(Assignment): Scan the records below for the string "await" and return every line where it appears.

====== Input

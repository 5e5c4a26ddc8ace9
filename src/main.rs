//! MCP Server Entry Point
//!
//! Loads configuration, initializes logging, builds the tool gateway, and
//! starts the HTTP transport. A missing server API key is fatal here,
//! before any request is served.

use anyhow::Result;
use tracing::{Level, info};
use tracing_subscriber::{EnvFilter, fmt};

use flink_mcp_server::core::transport::HttpTransport;
use flink_mcp_server::core::{Config, McpServer};

#[tokio::main]
async fn main() -> Result<()> {
    // Load configuration from environment; fails without MCP_API_KEY
    let config = Config::from_env()?;

    // Initialize logging
    init_logging(&config.logging.level);

    info!("Starting {} v{}", config.server.name, config.server.version);

    // Build the gateway (registers the builtin tools exactly once)
    let server = McpServer::new(config.clone())?;

    info!("Server initialized with {} tools", server.tool_count());

    // Run the HTTP transport (direct JSON-RPC + SSE streaming)
    let transport = HttpTransport::new(config.transport);
    transport.run(server).await?;

    info!("Server shutting down");

    Ok(())
}

/// Initialize the logging subsystem.
///
/// Configures tracing with the specified log level and format.
fn init_logging(level: &str) {
    let level = match level.to_lowercase().as_str() {
        "trace" => Level::TRACE,
        "debug" => Level::DEBUG,
        "info" => Level::INFO,
        "warn" => Level::WARN,
        "error" => Level::ERROR,
        _ => Level::INFO,
    };

    let filter = EnvFilter::from_default_env().add_directive(level.into());

    fmt()
        .with_env_filter(filter)
        .with_target(true)
        .with_thread_ids(false)
        .with_file(false)
        .with_line_number(false)
        .with_writer(std::io::stderr)
        .init();
}
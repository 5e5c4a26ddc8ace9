//! Tool outcomes and the response normalizer.
//!
//! Internally a handler result is a proper tagged variant so logic stays
//! exhaustive and testable. Externally every outcome, success or failure,
//! is folded into one envelope shape: an ordered sequence of text content
//! items. Callers never see a distinct error shape for a failed tool call.

use serde::{Deserialize, Serialize};

use super::error::ToolError;

/// A single content item in a response envelope.
#[derive(Debug, Clone, PartialEq, Eq, Serialize, Deserialize)]
pub struct ContentItem {
    /// Content discriminator; always `"text"` for this gateway.
    #[serde(rename = "type")]
    pub kind: String,

    /// The text payload.
    pub text: String,
}

impl ContentItem {
    /// Create a text content item.
    pub fn text(text: impl Into<String>) -> Self {
        Self {
            kind: "text".to_string(),
            text: text.into(),
        }
    }
}

/// What a tool handler produced.
///
/// Handlers convert their own internal faults (network errors, malformed
/// upstream responses) to `Failed` with a pre-formatted message before
/// returning; a raised `ToolError` or panic is the exception path handled
/// at the normalizer boundary.
#[derive(Debug, Clone, PartialEq, Eq)]
pub enum ToolOutcome {
    /// The call succeeded with the given content items.
    Success(Vec<ContentItem>),
    /// The call failed at the business level; the message is shown to the
    /// caller verbatim as envelope text.
    Failed(String),
}

impl ToolOutcome {
    /// A successful outcome with a single text item.
    pub fn text(text: impl Into<String>) -> Self {
        Self::Success(vec![ContentItem::text(text)])
    }

    /// A failed outcome.
    pub fn failed(message: impl Into<String>) -> Self {
        Self::Failed(message.into())
    }
}

/// The uniform response shape returned for every tool call.
#[derive(Debug, Clone, PartialEq, Eq, Serialize, Deserialize)]
pub struct ResponseEnvelope {
    /// Ordered content items.
    pub content: Vec<ContentItem>,
}

impl ResponseEnvelope {
    /// An envelope carrying a single text item.
    pub fn text(text: impl Into<String>) -> Self {
        Self {
            content: vec![ContentItem::text(text)],
        }
    }
}

/// Fold a handler result into the uniform envelope.
///
/// `context` names the operation for fault messages, e.g. the tool name.
/// This function never fails and never panics; it is the last line of
/// defense keeping one bad tool call from crashing the serving loop.
pub fn normalize(context: &str, result: Result<ToolOutcome, ToolError>) -> ResponseEnvelope {
    match result {
        Ok(ToolOutcome::Success(content)) => ResponseEnvelope { content },
        Ok(ToolOutcome::Failed(message)) => ResponseEnvelope::text(message),
        Err(fault) => ResponseEnvelope::text(format!("Error calling {}: {}", context, fault)),
    }
}

#[cfg(test)]
mod tests {
    use super::*;

    #[test]
    fn test_success_passes_content_through() {
        let items = vec![ContentItem::text("first"), ContentItem::text("second")];
        let envelope = normalize("add", Ok(ToolOutcome::Success(items.clone())));
        assert_eq!(envelope.content, items);
    }

    #[test]
    fn test_failed_message_kept_verbatim() {
        let envelope = normalize(
            "calculate",
            Ok(ToolOutcome::failed("Error: Cannot divide by zero")),
        );
        assert_eq!(envelope.content.len(), 1);
        assert_eq!(envelope.content[0].text, "Error: Cannot divide by zero");
    }

    #[test]
    fn test_fault_folded_into_context_message() {
        let envelope = normalize(
            "scrape_webpage",
            Err(ToolError::execution_failed("connection refused")),
        );
        assert_eq!(
            envelope.content[0].text,
            "Error calling scrape_webpage: Execution failed: connection refused"
        );
    }

    #[test]
    fn test_envelope_serializes_to_mcp_shape() {
        let envelope = ResponseEnvelope::text("5");
        let value = serde_json::to_value(&envelope).unwrap();
        assert_eq!(
            value,
            serde_json::json!({"content": [{"type": "text", "text": "5"}]})
        );
    }
}
//! Firecrawl price extraction tool.

use std::sync::Arc;

use futures::FutureExt;
use serde::Deserialize;
use serde_json::json;
use tracing::info;

use crate::domains::tools::outcome::ToolOutcome;
use crate::domains::tools::registry::{ToolContext, ToolDefinition, parse_args};
use crate::domains::tools::schema::{FieldKind, InputSchema};

/// Parameters for the price extraction tool.
#[derive(Debug, Clone, Deserialize)]
pub struct PriceExtractParams {
    pub url: String,
    #[serde(default)]
    pub product_name: Option<String>,
}

pub struct PriceExtractTool;

impl PriceExtractTool {
    pub const NAME: &'static str = "firecrawl_price_extract";

    pub const DESCRIPTION: &'static str =
        "Extract the product price from a webpage using the Firecrawl extraction API";

    pub fn schema() -> InputSchema {
        InputSchema::new()
            .required("url", FieldKind::String)
            .optional("product_name", FieldKind::String)
    }

    pub fn definition() -> ToolDefinition {
        ToolDefinition::new(
            Self::NAME,
            Self::DESCRIPTION,
            Self::schema(),
            Arc::new(|args, ctx| {
                async move {
                    let params: PriceExtractParams = parse_args(args)?;
                    Ok(Self::execute(&params, &ctx).await)
                }
                .boxed()
            }),
        )
    }

    /// Build the extraction prompt, targeted at a named product when one
    /// was given.
    fn prompt(product_name: Option<&str>) -> String {
        match product_name {
            Some(name) => format!(
                "Extract the price for \"{}\" from this webpage. \
                 Return only the numerical price value (e.g., \"29.99\").",
                name
            ),
            None => "Extract the main product price from this webpage. \
                     Return only the numerical price value (e.g., \"29.99\")."
                .to_string(),
        }
    }

    async fn execute(params: &PriceExtractParams, ctx: &ToolContext) -> ToolOutcome {
        info!("Extracting price from {}", params.url);

        let client = match ctx.firecrawl() {
            Ok(client) => client,
            Err(outcome) => return outcome,
        };

        let prompt = Self::prompt(params.product_name.as_deref());
        let schema = json!({
            "type": "object",
            "properties": {
                "price": {
                    "type": "string",
                    "description": "The numerical price value"
                }
            },
            "required": ["price"]
        });

        match client.extract(&[&params.url], &prompt, schema).await {
            Ok(response) => {
                let price = response
                    .data
                    .as_ref()
                    .filter(|_| response.success)
                    .and_then(|data| data.get("price"))
                    .and_then(|price| price.as_str());

                match price {
                    Some(price) => ToolOutcome::text(price),
                    None => ToolOutcome::text("Price not found"),
                }
            }
            Err(e) => ToolOutcome::failed(format!("Error extracting price: {}", e)),
        }
    }
}

#[cfg(test)]
mod tests {
    use super::*;

    #[test]
    fn test_prompt_with_product_name() {
        let prompt = PriceExtractTool::prompt(Some("Nintendo Switch"));
        assert!(prompt.contains("\"Nintendo Switch\""));
        assert!(prompt.contains("29.99"));
    }

    #[test]
    fn test_prompt_without_product_name() {
        let prompt = PriceExtractTool::prompt(None);
        assert!(prompt.starts_with("Extract the main product price"));
    }

    #[test]
    fn test_params_product_name_optional() {
        let params: PriceExtractParams =
            serde_json::from_str(r#"{"url": "https://example.com/item"}"#).unwrap();
        assert!(params.product_name.is_none());
    }
}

============

(The answer):
    transport.run(server).await?;
                    Ok(Self::execute(&params, &ctx).await)
        match client.extract(&[&params.url], &prompt, schema).await {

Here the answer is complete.